Desde la Escuela de Psicología de la Universidad Gabriela Mistral advierten que la dependencia a plataformas digitales puede afectar la salud mental, los hábitos cotidianos y las relaciones sociales de las personas mayores.

La creciente presencia de las redes sociales en la vida cotidiana no es un fenómeno exclusivo de los jóvenes. Los adultos mayores también están expuestos al riesgo de desarrollar una relación problemática con estas plataformas, especialmente cuando existen factores como la soledad, la falta de actividades significativas o la ausencia de una rutina estable.

La alerta provino desde un artículo del diario español El Mundo, que publicó hace pocos días la nota “Más de la mitad de los ancianos chinos, adictos a TikTok”. Este fenómeno también podría estar presente en Chile, ya que la adicción a las redes sociales puede afectar a personas de cualquier edad, aunque en los adultos mayores existen condiciones que pueden favorecer un uso excesivo, según explicó Fernanda Orrego, directora de la Escuela de Psicología de la Universidad Gabriela Mistral.

Entre los principales factores de riesgo menciona la soledad y la escasez de espacios de interacción social. “La falta de rutina y de otras actividades puede hacer que el día a día empiece a llenarse con el consumo constante de contenido en redes sociales», sostuvo.

Señales de alerta

Detectar una posible dependencia a los dispositivos móviles requiere observar cambios en los hábitos cotidianos. Según la especialista, una de las primeras señales es la pérdida de interés por actividades que antes resultaban atractivas. Por ejemplo, si las personas mayores se muestran menos dispuestas a salir a caminar, compartir actividades en casa o participar en encuentros sociales. Incluso pueden comenzar a descuidar responsabilidades importantes, como asistir a controles médicos o mantener horarios regulares de alimentación y descanso.
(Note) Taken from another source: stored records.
//! GPU collector
//!
//! Queries nvidia-smi in CSV mode. A missing binary is a permanent
//! missing_dependency failure, which makes the registry retire this
//! collector for the session on GPU-less hosts.

use super::{remaining, Cadence, Collector, Failure};
use crate::models::{Fragment, GpuMetrics};
use async_trait::async_trait;
use tokio::process::Command;
use tokio::time::Instant;

const QUERY_FIELDS: &str = "name,utilization.gpu,memory.used,memory.total,temperature.gpu,power.draw,clocks.sm,clocks.mem";

pub struct GpuCollector;

impl GpuCollector {
    pub fn new() -> Self {
        Self
    }
}

impl Default for GpuCollector {
    fn default() -> Self {
        Self::new()
    }
}

#[async_trait]
impl Collector for GpuCollector {
    fn name(&self) -> &'static str {
        "gpu"
    }

    fn cadence(&self) -> Cadence {
        Cadence::Low
    }

    async fn sample(&self, deadline: Instant) -> Result<Fragment, Failure> {
        let budget = remaining(deadline);
        if budget.is_zero() {
            return Err(Failure::timeout());
        }

        let output = tokio::time::timeout(
            budget,
            Command::new("nvidia-smi")
                .arg(format!("--query-gpu={QUERY_FIELDS}"))
                .arg("--format=csv,noheader,nounits")
                .output(),
        )
        .await
        .map_err(|_| Failure::timeout())?;

        let output = match output {
            Ok(output) => output,
            Err(e) if e.kind() == std::io::ErrorKind::NotFound => {
                return Err(Failure::missing_dependency("nvidia-smi not found"));
            }
            Err(e) => return Err(Failure::transient(format!("nvidia-smi spawn failed: {e}"))),
        };

        if !output.status.success() {
            // nvidia-smi exists but no device is usable
            return Err(Failure::unsupported(format!(
                "nvidia-smi exited with {}",
                output.status
            )));
        }

        let stdout = String::from_utf8_lossy(&output.stdout);
        let gpus = parse_csv(&stdout)?;
        if gpus.is_empty() {
            return Err(Failure::unsupported("nvidia-smi reported no devices"));
        }
        Ok(Fragment::Gpu(gpus))
    }
}

fn parse_csv(stdout: &str) -> Result<Vec<GpuMetrics>, Failure> {
    let mut gpus = Vec::new();
    for line in stdout.lines() {
        let line = line.trim();
        if line.is_empty() {
            continue;
        }
        let parts: Vec<&str> = line.split(',').map(str::trim).collect();
        if parts.len() < 8 {
            return Err(Failure::transient(format!(
                "unexpected nvidia-smi line: {line}"
            )));
        }
        gpus.push(GpuMetrics {
            name: parts[0].to_string(),
            usage_percent: field(parts[1]).unwrap_or(0.0),
            memory_used_gb: field(parts[2]).map(mib_to_gb).unwrap_or(0.0),
            memory_total_gb: field(parts[3]).map(mib_to_gb).unwrap_or(0.0),
            temperature_celsius: field(parts[4]),
            fan_rpm: None,
            power_watts: field(parts[5]),
            core_clock_mhz: field(parts[6]),
            memory_clock_mhz: field(parts[7]),
        });
    }
    Ok(gpus)
}

/// nvidia-smi prints "N/A" or "[N/A]" for fields a device does not support.
fn field(raw: &str) -> Option<f64> {
    let raw = raw.trim_matches(|c| c == '[' || c == ']');
    if raw.eq_ignore_ascii_case("n/a") {
        return None;
    }
    raw.parse().ok()
}

fn mib_to_gb(mib: f64) -> f64 {
    mib / 1024.0
}

#[cfg(test)]
mod tests {
    use super::*;

    #[test]
    fn parses_two_devices() {
        let stdout = "NVIDIA GeForce RTX 3080, 45, 2048, 10240, 61, 220.5, 1710, 9501\n\
                      NVIDIA GeForce GTX 1650, 3, 512, 4096, N/A, [N/A], 300, 4001\n";
        let gpus = parse_csv(stdout).unwrap();
        assert_eq!(gpus.len(), 2);
        assert_eq!(gpus[0].name, "NVIDIA GeForce RTX 3080");
        assert_eq!(gpus[0].usage_percent, 45.0);
        assert!((gpus[0].memory_used_gb - 2.0).abs() < 1e-9);
        assert!((gpus[0].memory_total_gb - 10.0).abs() < 1e-9);
        assert_eq!(gpus[0].temperature_celsius, Some(61.0));
        assert_eq!(gpus[1].temperature_celsius, None);
        assert_eq!(gpus[1].power_watts, None);
    }

    #[test]
    fn malformed_line_is_transient() {
        let err = parse_csv("garbage\n").unwrap_err();
        assert_eq!(err.reason(), "transient_error");
    }

    #[test]
    fn empty_output_parses_to_no_devices() {
        assert!(parse_csv("").unwrap().is_empty());
    }
}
Ante este fenómeno, “las familias necesitan estar presentes, compartir y generar espacios de interacción valiosa para que la vida no gire únicamente en torno a este placer instantáneo que ofrecen las redes sociales», concluyó.

Por ello, recomienda fomentar actividades que entreguen sentido y bienestar, además de fortalecer los vínculos familiares y comunitarios. Por ejemplo, participar en actividades recreativas, integrarse a grupos sociales, colaborar en la crianza de los nietos o formar parte de organizaciones comunitarias son algunas de las alternativas que pueden contribuir a mantener una vida activa y equilibrada.